Dealing with large training datasets using Keras fit_generator, Python generators, and HDF5 file format

Introduction#

Machine learning problems often require dealing with large quantities of training data with limited computing resources, particularly memory. It is not always possible to load an entire training set into memory. Fortunately, this can be dealt with through the use of Keras’ fit_generator method, Python generators, and HDF5 file format.

Remarks#

This example assumes keras, numpy (as np), and h5py have already been installed and imported. It also assumes that video inputs and labels have already been processed and saved to the specified HDF5 file, in the format mentioned, and a video classification model has already been built to work with the given input.

Training a model to classify videos

For this example, let model be a Keras model for classifying video inputs, let X be a large data set of video inputs, with a shape of (samples, frames, channels, rows, columns), and let Y be the corresponding data set of one-hot encoded labels, with a shape of (samples, classes). Both datasets are stored within an HDF5 file called video_data.h5. The HDF5 file also has the attribute sample_count for the number of samples.

Here is the function for training the model with fit_generator

def train_model(model, video_data_fn="video_data.h5", validation_ratio=0.3, batch_size=32):
    """ Train the video classification model
    """
    with h5py.File(video_data_fn, "r") as video_data:
         sample_count = int(video_data.attrs["sample_count"])
         sample_idxs = range(0, sample_count)
         sample_idxs = np.random.permutation(sample_idxs)
         training_sample_idxs = sample_idxs[0:int((1-validation_ratio)*sample_count)]
         validation_sample_idxs = sample_idxs[int((1-validation_ratio)*sample_count):]
         training_sequence_generator = generate_training_sequences(batch_size=batch_size,
                                                                   video_data=video_data,
                                                                   training_sample_idxs=training_sample_idxs)
         validation_sequence_generator = generate_validation_sequences(batch_size=batch_size,
                                                                       video_data=video_data,
                                                                       validation_sample_idxs=validation_sample_idxs)
         model.fit_generator(generator=training_sequence_generator,
                             validation_data=validation_sequence_generator,
                             samples_per_epoch=len(training_sample_idxs),
                             nb_val_samples=len(validation_sample_idxs),
                             nb_epoch=100,
                             max_q_size=1,
                             verbose=2,
                             class_weight=None,
                             nb_worker=1)
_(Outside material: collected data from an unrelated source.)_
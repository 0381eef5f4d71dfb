//! Core data model types for scgrade.
//!
//! These are the types every other module shares: rows and their catalog,
//! the scoring method name, outcome states, hints and the question aggregate.

use serde::{Deserialize, Serialize};
use std::fmt;
use std::str::FromStr;

use crate::error::{GradingError, Result};
use crate::order::Order;

/// Opaque, stable identity of a row. Unique within a question.
#[derive(Debug, Clone, PartialEq, Eq, PartialOrd, Ord, Hash, Serialize, Deserialize)]
#[serde(transparent)]
pub struct RowId(String);

impl RowId {
    pub fn new(id: impl Into<String>) -> Self {
        Self(id.into())
    }

    pub fn as_str(&self) -> &str {
        &self.0
    }
}

impl fmt::Display for RowId {
    fn fmt(&self, f: &mut fmt::Formatter<'_>) -> fmt::Result {
        f.write_str(&self.0)
    }
}

impl From<&str> for RowId {
    fn from(s: &str) -> Self {
        Self(s.to_string())
    }
}

impl From<String> for RowId {
    fn from(s: String) -> Self {
        Self(s)
    }
}

/// Format tag attached to rich content.
#[derive(Debug, Clone, Copy, PartialEq, Eq, Hash, Default, Serialize, Deserialize)]
#[serde(rename_all = "lowercase")]
pub enum TextFormat {
    #[default]
    Html,
    Plain,
    Markdown,
    Moodle,
}

impl fmt::Display for TextFormat {
    fn fmt(&self, f: &mut fmt::Formatter<'_>) -> fmt::Result {
        match self {
            TextFormat::Html => write!(f, "html"),
            TextFormat::Plain => write!(f, "plain"),
            TextFormat::Markdown => write!(f, "markdown"),
            TextFormat::Moodle => write!(f, "moodle"),
        }
    }
}

impl FromStr for TextFormat {
    type Err = String;

    fn from_str(s: &str) -> std::result::Result<Self, Self::Err> {
        match s.to_lowercase().as_str() {
            "html" => Ok(TextFormat::Html),
            "plain" | "text" => Ok(TextFormat::Plain),
            "markdown" | "md" => Ok(TextFormat::Markdown),
            "moodle" => Ok(TextFormat::Moodle),
            other => Err(format!("unknown text format: {other}")),
        }
    }
}

/// Text content together with its format tag.
#[derive(Debug, Clone, PartialEq, Eq, Default, Serialize, Deserialize)]
pub struct RichText {
    pub text: String,
    #[serde(default)]
    pub format: TextFormat,
}

impl RichText {
    pub fn new(text: impl Into<String>, format: TextFormat) -> Self {
        Self {
            text: text.into(),
            format,
        }
    }

    pub fn plain(text: impl Into<String>) -> Self {
        Self::new(text, TextFormat::Plain)
    }

    pub fn html(text: impl Into<String>) -> Self {
        Self::new(text, TextFormat::Html)
    }

    /// Plain-text rendition of this content.
    pub fn to_plain_text(&self) -> String {
        crate::text::html_to_text(&self.text, self.format)
    }
}

/// One candidate statement of a question.
#[derive(Debug, Clone, PartialEq, Serialize, Deserialize)]
pub struct Row {
    /// Stable identity.
    pub id: RowId,
    /// 1-based canonical position, unique and contiguous per question.
    pub number: u32,
    /// The statement shown to the learner.
    pub option_text: RichText,
    /// Feedback shown for this row after grading.
    #[serde(default)]
    pub feedback: Option<RichText>,
}

impl Row {
    pub fn new(id: impl Into<RowId>, number: u32, option_text: RichText) -> Self {
        Self {
            id: id.into(),
            number,
            option_text,
            feedback: None,
        }
    }
}

/// The rows of a question definition, in catalog iteration order.
#[derive(Debug, Clone, PartialEq, Default, Serialize, Deserialize)]
#[serde(transparent)]
pub struct RowCatalog(Vec<Row>);

impl RowCatalog {
    pub fn new(rows: Vec<Row>) -> Self {
        Self(rows)
    }

    pub fn iter(&self) -> impl Iterator<Item = &Row> {
        self.0.iter()
    }

    pub fn len(&self) -> usize {
        self.0.len()
    }

    pub fn is_empty(&self) -> bool {
        self.0.is_empty()
    }

    pub fn get(&self, id: &RowId) -> Option<&Row> {
        self.0.iter().find(|r| &r.id == id)
    }

    pub fn contains(&self, id: &RowId) -> bool {
        self.get(id).is_some()
    }

    /// Row identities in catalog order.
    pub fn ids(&self) -> Vec<RowId> {
        self.0.iter().map(|r| r.id.clone()).collect()
    }

    /// Rows sorted by canonical number, ascending.
    pub fn sorted_by_number(&self) -> Vec<&Row> {
        let mut rows: Vec<&Row> = self.0.iter().collect();
        rows.sort_by_key(|r| r.number);
        rows
    }

    pub fn push(&mut self, row: Row) {
        self.0.push(row);
    }

    pub fn retain(&mut self, f: impl FnMut(&Row) -> bool) {
        self.0.retain(f);
    }
}

impl FromIterator<Row> for RowCatalog {
    fn from_iter<I: IntoIterator<Item = Row>>(iter: I) -> Self {
        Self(iter.into_iter().collect())
    }
}

/// Name of the scoring strategy a question is graded with.
#[derive(Debug, Clone, PartialEq, Eq, Hash, Serialize, Deserialize)]
#[serde(transparent)]
pub struct ScoringMethod(String);

impl ScoringMethod {
    pub const SCONEZERO: &'static str = "sconezero";
    pub const APRIME: &'static str = "aprime";
    pub const SUBPOINTS: &'static str = "subpoints";

    pub fn new(name: impl Into<String>) -> Self {
        Self(name.into())
    }

    pub fn as_str(&self) -> &str {
        &self.0
    }

    /// Methods under which crossed-out distractors carry scoring information.
    pub fn is_distractor_aware(&self) -> bool {
        matches!(self.0.as_str(), Self::APRIME | Self::SUBPOINTS)
    }
}

impl Default for ScoringMethod {
    fn default() -> Self {
        Self(Self::SCONEZERO.to_string())
    }
}

impl fmt::Display for ScoringMethod {
    fn fmt(&self, f: &mut fmt::Formatter<'_>) -> fmt::Result {
        f.write_str(&self.0)
    }
}

impl From<&str> for ScoringMethod {
    fn from(s: &str) -> Self {
        Self(s.to_string())
    }
}

/// Tolerance applied when mapping a fraction to an outcome state.
pub const FRACTION_EPSILON: f64 = 1e-7;

/// Graded outcome of a response.
#[derive(Debug, Clone, Copy, PartialEq, Eq, Hash, Serialize, Deserialize)]
#[serde(rename_all = "snake_case")]
pub enum OutcomeState {
    Correct,
    PartiallyCorrect,
    Incorrect,
}

impl OutcomeState {
    pub fn from_fraction(fraction: f64) -> Self {
        if fraction >= 1.0 - FRACTION_EPSILON {
            OutcomeState::Correct
        } else if fraction <= FRACTION_EPSILON {
            OutcomeState::Incorrect
        } else {
            OutcomeState::PartiallyCorrect
        }
    }
}

impl fmt::Display for OutcomeState {
    fn fmt(&self, f: &mut fmt::Formatter<'_>) -> fmt::Result {
        match self {
            OutcomeState::Correct => write!(f, "correct"),
            OutcomeState::PartiallyCorrect => write!(f, "partially correct"),
            OutcomeState::Incorrect => write!(f, "incorrect"),
        }
    }
}

/// A hint shown between tries.
#[derive(Debug, Clone, PartialEq, Serialize, Deserialize)]
pub struct Hint {
    pub text: RichText,
    /// Clear the wrong parts of the response before the next try.
    #[serde(default)]
    pub clear_wrong: bool,
    /// Tell the learner how many answers are correct.
    #[serde(default)]
    pub show_num_correct: bool,
}

impl Hint {
    pub fn new(text: RichText) -> Self {
        Self {
            text,
            clear_wrong: false,
            show_num_correct: false,
        }
    }

    /// A copy of this hint with `clear_wrong` overridden.
    pub fn with_clear_wrong(&self, clear_wrong: bool) -> Self {
        Self {
            clear_wrong,
            ..self.clone()
        }
    }
}

/// A single-choice question with distractors, plus the per-attempt order.
#[derive(Debug, Clone, PartialEq, Serialize, Deserialize)]
pub struct Question {
    pub id: String,
    pub name: String,
    #[serde(default)]
    pub question_text: RichText,
    pub rows: RowCatalog,
    /// Number of the one correct row.
    pub correct_row: u32,
    #[serde(default)]
    pub scoring_method: ScoringMethod,
    #[serde(default = "default_true")]
    pub shuffle_answers: bool,
    pub number_of_rows: usize,
    /// Deduction per extra try.
    #[serde(default)]
    pub penalty: f64,
    #[serde(default)]
    pub hints: Vec<Hint>,
    /// Set when the persisted order had to be rebuilt.
    #[serde(default)]
    pub edited_question: bool,
    #[serde(skip)]
    pub order: Option<Order>,
}

fn default_true() -> bool {
    true
}

impl Question {
    /// Build a question whose `number_of_rows` matches the catalog.
    pub fn new(
        id: impl Into<String>,
        rows: RowCatalog,
        correct_row: u32,
        scoring_method: ScoringMethod,
    ) -> Self {
        let number_of_rows = rows.len();
        Self {
            id: id.into(),
            name: String::new(),
            question_text: RichText::default(),
            rows,
            correct_row,
            scoring_method,
            shuffle_answers: true,
            number_of_rows,
            penalty: 0.0,
            hints: Vec::new(),
            edited_question: false,
            order: None,
        }
    }

    /// The current order, if it has been created or loaded.
    pub fn order(&self) -> Result<&Order> {
        self.order.as_ref().ok_or(GradingError::OrderNotInitialized)
    }

    pub fn is_correct_row(&self, row: &Row) -> bool {
        row.number == self.correct_row
    }

    /// The row shown at `position` under `order`.
    pub fn row_at(&self, order: &Order, position: usize) -> Result<&Row> {
        let row_id = order
            .get(position)
            .ok_or(GradingError::PositionOutOfRange(position))?;
        self.rows.get(row_id).ok_or_else(|| GradingError::UnknownRow {
            position,
            row_id: row_id.clone(),
        })
    }

    /// `(position, row)` pairs in display order.
    pub fn displayed_rows<'a>(&'a self, order: &'a Order) -> Result<Vec<(usize, &'a Row)>> {
        (0..order.len())
            .map(|pos| self.row_at(order, pos).map(|row| (pos, row)))
            .collect()
    }
}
Here are the training and validation sequence generators

def generate_training_sequences(batch_size, video_data, training_sample_idxs):
    """ Generates training sequences on demand
    """
    while True:
        # generate sequences for training
        training_sample_count = len(training_sample_idxs)
        batches = int(training_sample_count/batch_size)
        remainder_samples = training_sample_count%batch_size
        if remainder_samples:
            batches = batches + 1
        # generate batches of samples
        for idx in xrange(0, batches):
            if idx == batches - 1:
                batch_idxs = training_sample_idxs[idx*batch_size:]
            else:
                batch_idxs = training_sample_idxs[idx*batch_size:idx*batch_size+batch_size]
            batch_idxs = sorted(batch_idxs)

            X = video_data["X"][batch_idxs]
            Y = video_data["Y"][batch_idxs]

            yield (np.array(X), np.array(Y))

def generate_validation_sequences(batch_size, video_data, validation_sample_idxs):
    """ Generates validation sequences on demand
    """
    while True:
        # generate sequences for validation
        validation_sample_count = len(validation_sample_idxs)
        batches = int(validation_sample_count/batch_size)
        remainder_samples = validation_sample_count%batch_size
        if remainder_samples:
            batches = batches + 1
        # generate batches of samples
        for idx in xrange(0, batches):
            if idx == batches - 1:
                batch_idxs = validation_sample_idxs[idx*batch_size:]
            else:
                batch_idxs = validation_sample_idxs[idx*batch_size:idx*batch_size+batch_size]
            batch_idxs = sorted(batch_idxs)

            X = video_data["X"][batch_idxs]
            Y = video_data["Y"][batch_idxs]

            yield (np.array(X), np.array(Y))